Both of these work, dynamic image positioning over the background map
is perfect. And the GIF is transparent as it should be. The new
problem. Neither option, animates the GIF. I'm wondering, what is so
special about PictureBox.Image that makes it animate? And is there
anything at my disposal that I can stub in, in place of or to
supplement the .DrawImage calls to get the image animating?

Not that I know of. For sure, if you are managing your own drawing, by
calling DrawImage yourself (in a Paint event handler, for example), then
it will be up to you to correctly deal with the GIF, getting the animation
interval from the image data and then updating the image at appropriate
intervals, using the different frames withing the GIF in sequence.

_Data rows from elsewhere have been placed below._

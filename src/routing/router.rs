//! Health-filtered target selection.
//!
//! The [`select`] function walks a [`RoutingDecision`] in order and returns
//! the first candidate whose provider is available in the supplied health
//! view, falling back to the configured default. It never calls a provider
//! and never mutates health data; callers take one snapshot before calling
//! it so the whole walk sees a single point in time.

use std::fmt;

use serde::Serialize;
use thiserror::Error;

use super::classifier::{Candidate, CandidateSource, RoutingDecision};
use super::rules::ProviderId;
use crate::health::ProviderHealthView;

/// The `(provider, model)` chosen for a request.
///
/// # Panics
///
/// This type never panics.
#[derive(Debug, Clone, PartialEq, Eq, Serialize)]
pub struct SelectedTarget {
    /// Provider to call.
    pub provider: ProviderId,
    /// Model at that provider.
    pub model: String,
    /// Where the target came from.
    pub source: CandidateSource,
    /// Position in the decision, or the decision length for the default.
    pub rank: usize,
}

impl SelectedTarget {
    /// `true` when the default provider was chosen.
    pub fn is_default(&self) -> bool {
        self.source == CandidateSource::Default
    }
}

/// One provider that was considered and rejected.
#[derive(Debug, Clone, PartialEq, Eq, Serialize)]
pub struct AttemptedProvider {
    /// The provider.
    pub provider: ProviderId,
    /// Why it was unusable.
    pub reason: String,
}

impl fmt::Display for AttemptedProvider {
    fn fmt(&self, f: &mut fmt::Formatter<'_>) -> fmt::Result {
        write!(f, "{} ({})", self.provider, self.reason)
    }
}

/// Every candidate and the default provider were unavailable.
#[derive(Debug, Clone, PartialEq, Eq, Error)]
#[error("no provider available; attempted: {}", format_attempted(.attempted))]
pub struct NoProviderAvailable {
    /// Each distinct provider checked, in the order it was checked.
    pub attempted: Vec<AttemptedProvider>,
}

fn format_attempted(attempted: &[AttemptedProvider]) -> String {
    attempted
        .iter()
        .map(ToString::to_string)
        .collect::<Vec<_>>()
        .join(", ")
}

/// Select the first usable target for `decision`.
///
/// # Errors
///
/// [`NoProviderAvailable`] when neither any candidate nor `default` is
/// available; the error lists every provider checked with its reason.
///
/// # Panics
///
/// This function never panics.
pub fn select<H>(
    decision: &RoutingDecision,
    health: &H,
    default: &Candidate,
) -> Result<SelectedTarget, NoProviderAvailable>
where
    H: ProviderHealthView + ?Sized,
{
    select_all(decision, health, default)?
        .into_iter()
        .next()
        .ok_or_else(|| NoProviderAvailable {
            attempted: Vec::new(),
        })
}

/// Every usable target for `decision`, in preference order, with the
/// default appended last.
///
/// Duplicate `(provider, model)` pairs are collapsed to their first
/// occurrence. This is the walk order used by fallback dispatch.
///
/// # Errors
///
/// [`NoProviderAvailable`] when the result would be empty.
pub fn select_all<H>(
    decision: &RoutingDecision,
    health: &H,
    default: &Candidate,
) -> Result<Vec<SelectedTarget>, NoProviderAvailable>
where
    H: ProviderHealthView + ?Sized,
{
    let mut usable: Vec<SelectedTarget> = Vec::new();
    let mut attempted: Vec<AttemptedProvider> = Vec::new();

    let ranked = decision
        .candidates
        .iter()
        .enumerate()
        .chain(std::iter::once((decision.candidates.len(), default)));

    for (rank, candidate) in ranked {
        if usable
            .iter()
            .any(|t| t.provider == candidate.provider && t.model == candidate.model)
        {
            continue;
        }
        if health.is_available(candidate.provider) {
            usable.push(SelectedTarget {
                provider: candidate.provider,
                model: candidate.model.clone(),
                source: candidate.source,
                rank,
            });
        } else if !attempted.iter().any(|a| a.provider == candidate.provider) {
            attempted.push(AttemptedProvider {
                provider: candidate.provider,
                reason: health
                    .reason(candidate.provider)
                    .unwrap_or_else(|| "unavailable".to_string()),
            });
        }
    }

    if usable.is_empty() {
        Err(NoProviderAvailable { attempted })
    } else {
        Ok(usable)
    }
}
//! prompt-gateway binary
//!
//! Loads the gateway document, wires providers, health probing, hot reload
//! and sessions, then either dispatches a single prompt or serves HTTP.
//!
//! ## Usage
//!
//! ```text
//! prompt-gateway [--config PATH] [--prompt TEXT]
//! ```
//!
//! ## Environment Variables
//!
//! - `GATEWAY_CONFIG` — document path when `--config` is absent
//! - `ENV` — selects `.env.{ENV}` and the deployment environment
//! - `LOG_FORMAT=json` — structured JSON output (production)
//! - `RUST_LOG=info` — log level filter (default: info)

use std::path::PathBuf;
use std::process::ExitCode;
use std::sync::Arc;
use std::time::Duration;

use prompt_gateway::config::env_health::{
    collect_env_report_with, ensure_env, log_env_report, required_credentials,
};
use prompt_gateway::config::loader::{load_from_file_with_env, process_env};
use prompt_gateway::config::watcher::ConfigWatcher;
use prompt_gateway::config::GatewayConfig;
use prompt_gateway::dispatch::DispatchOptions;
use prompt_gateway::health::{probe_all, spawn_prober, HealthRegistry};
use prompt_gateway::provider::{Credentials, DuckDuckGoSearch, ProviderRegistry};
use prompt_gateway::store::{build_store, SessionStore};
use prompt_gateway::web_api::{start_server, AppState};
use prompt_gateway::{
    init_tracing, metrics, DispatchFacade, GatewayError, Prompt, RuleTable, RuleTableHandle,
};
use tokio_util::sync::CancellationToken;
use tracing::{error, info, warn, Level};

const DEFAULT_CONFIG: &str = "gateway.toml";

#[derive(Debug, Default)]
struct Args {
    config: Option<PathBuf>,
    prompt: Option<String>,
}

impl Args {
    /// Long-running HTTP mode; one-shot mode needs no hot reload.
    fn serves(&self) -> bool {
        self.prompt.is_none()
    }
}

fn parse_args<I>(argv: I) -> Result<Args, String>
where
    I: IntoIterator<Item = String>,
{
    let mut args = Args::default();
    let mut iter = argv.into_iter();
    while let Some(arg) = iter.next() {
        match arg.as_str() {
            "--config" | "-c" => {
                args.config = Some(iter.next().ok_or("--config needs a path")?.into());
            }
            "--prompt" | "-p" => {
                args.prompt = Some(iter.next().ok_or("--prompt needs text")?);
            }
            "--help" | "-h" => {
                return Err("usage: prompt-gateway [--config PATH] [--prompt TEXT]".into());
            }
            other => return Err(format!("unknown argument: {other}")),
        }
    }
    Ok(args)
}

#[tokio::main]
async fn main() -> ExitCode {
    let args = match parse_args(std::env::args().skip(1)) {
        Ok(args) => args,
        Err(msg) => {
            eprintln!("{msg}");
            return ExitCode::from(2);
        }
    };

    // `.env.{ENV}` must be loaded before anything reads the environment.
    let env_name = std::env::var("ENV").unwrap_or_else(|_| "development".to_string());
    let _ = dotenvy::from_filename(format!(".env.{env_name}"));

    // Initialize structured tracing (JSON or pretty, based on LOG_FORMAT env)
    let _ = init_tracing();

    match run(args).await {
        Ok(()) => ExitCode::SUCCESS,
        Err(e) => {
            error!(error = %e, "prompt-gateway failed");
            ExitCode::FAILURE
        }
    }
}

async fn run(args: Args) -> Result<(), GatewayError> {
    // Initialize Prometheus metrics registry before any dispatch runs.
    metrics::init_metrics()?;

    let path = args
        .config
        .clone()
        .or_else(|| std::env::var("GATEWAY_CONFIG").ok().map(PathBuf::from))
        .unwrap_or_else(|| PathBuf::from(DEFAULT_CONFIG));

    let config = load_from_file_with_env(&path, process_env)?;
    info!(
        path = %path.display(),
        environment = config.environment.as_str(),
        rules = config.routing.rules.len(),
        "gateway config loaded"
    );

    let report = collect_env_report_with(process_env, &required_credentials(&config));
    log_env_report(&report, Level::INFO);
    if !report.is_ok() && !config.environment.is_production() {
        warn!(
            problems = ?report.problems(),
            "environment has problems; continuing outside production"
        );
    }
    ensure_env(&report, config.environment.is_production())?;

    let shutdown = CancellationToken::new();
    let facade = build_facade(&config, shutdown.clone()).await?;

    // The watcher stops when its handle drops.
    let _watcher = if args.serves() {
        start_watcher(path, &facade, shutdown.clone())
    } else {
        None
    };

    let result = match args.prompt {
        Some(text) => one_shot(&facade, text).await,
        None => serve(&config, facade, shutdown.clone()).await,
    };
    shutdown.cancel();
    result
}

fn start_watcher(
    path: PathBuf,
    facade: &DispatchFacade,
    shutdown: CancellationToken,
) -> Option<ConfigWatcher> {
    match ConfigWatcher::new(path, Arc::clone(facade.rules()), shutdown) {
        Ok((watcher, _rx)) => Some(watcher),
        Err(e) => {
            warn!(error = %e, "config hot reload disabled");
            None
        }
    }
}

async fn build_facade(
    config: &GatewayConfig,
    shutdown: CancellationToken,
) -> Result<Arc<DispatchFacade>, GatewayError> {
    let rules = Arc::new(RuleTableHandle::new(RuleTable::load(&config.routing)?));

    let credentials = Credentials::from_lookup(process_env);
    let providers = Arc::new(ProviderRegistry::from_config(config, &credentials));
    info!(providers = ?providers.ids(), "providers registered");

    let health = Arc::new(HealthRegistry::new());
    probe_all(&health, &providers).await;
    spawn_prober(
        Arc::clone(&health),
        Arc::clone(&providers),
        Duration::from_secs(config.health.probe_interval_s),
        shutdown,
    );

    let search = DuckDuckGoSearch::new()
        .with_base_url(config.search.base_url.clone())
        .with_timeout(Duration::from_secs(config.search.timeout_s));

    let mut facade = DispatchFacade::new(rules, health, providers)
        .with_search(Arc::new(search))
        .with_options(DispatchOptions::from(&config.dispatch));

    if let Some(kv) = build_store(&config.store).await? {
        let ttl = config.store.session_ttl_s.map(Duration::from_secs);
        facade = facade.with_sessions(SessionStore::new(kv, ttl));
    }

    Ok(Arc::new(facade))
}

async fn one_shot(facade: &DispatchFacade, text: String) -> Result<(), GatewayError> {
    let result = facade.dispatch(&Prompt::new(text)).await?;
    let json = serde_json::to_string_pretty(&result)
        .map_err(|e| GatewayError::Other(format!("result encoding failed: {e}")))?;
    println!("{json}");
    Ok(())
}

async fn serve(
    config: &GatewayConfig,
    facade: Arc<DispatchFacade>,
    shutdown: CancellationToken,
) -> Result<(), GatewayError> {
    let state = Arc::new(AppState::new(facade, config.server.clone()));

    let signal = shutdown.clone();
    tokio::spawn(async move {
        if tokio::signal::ctrl_c().await.is_ok() {
            info!("Ctrl-C received, shutting down");
        }
        signal.cancel();
    });

    start_server(state, shutdown).await
}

It's possible that WPF could be helpful here. Unfortuantely, as I have to
point out any time I mention WPF, I have no first-hand experience with it,
so can't offer anything specific. But the fact that WPF has more of a
"retained" data model (i.e. you specific the objects, it handles all the
drawing behavior for you) suggests that it might provide a more automatic
way to implement this.

Pete
 
K

kirk

Don't do this.  You should only draw from within an OnPaint() method or a  
Paint event handler.


This way is fine, but it begs the question as to the point of using the  
PictureBox control.  If you're going to do the drawing yourself, why  
bother?


Not that I know of.  For sure, if you are managing your own drawing, by  
calling DrawImage yourself (in a Paint event handler, for example), then  
it will be up to you to correctly deal with the GIF, getting the animation 
interval from the image data and then updating the image at appropriate  
intervals, using the different frames withing the GIF in sequence.

It's possible that WPF could be helpful here.  Unfortuantely, as I have to  
point out any time I mention WPF, I have no first-hand experience with it, 
so can't offer anything specific.  But the fact that WPF has more of a  
"retained" data model (i.e. you specific the objects, it handles all the  
drawing behavior for you) suggests that it might provide a more automatic  
way to implement this.

Pete

I think i've finally nailed this down pretty good. C# has a class for
animated images.

// stuff this into form class constructor to fire things up
ImageAnimator.Animate(myImage, new EventHandler(this.OnFrameChanged));

// add this method to form class
private void OnFrameChanged(object o, EventArgs e)
{
pictureBox1.Invalidate();
}

// add pictureBox1 _Paint handler that fires from .Invalidate() call
private void pictureBox1_Paint(object sender, PaintEventArgs e)
{
ImageAnimator.UpdateFrames();
e.Graphics.DrawImage(myImage, 0, 0);
}
 
P

Peter Duniho

I think i've finally nailed this down pretty good. C# has a class for
animated images.

// stuff this into form class constructor to fire things up
ImageAnimator.Animate(myImage, new EventHandler(this.OnFrameChanged));

Ah, well. There you go! That class appears to do basically all of the
things I said you'd need to do. I didn't realize it was in there.

And just to be nit-picky: the class isn't in C#. It's in the .NET
Framework. :)

Anyway, thanks for posting the solution. Glad you figured it out.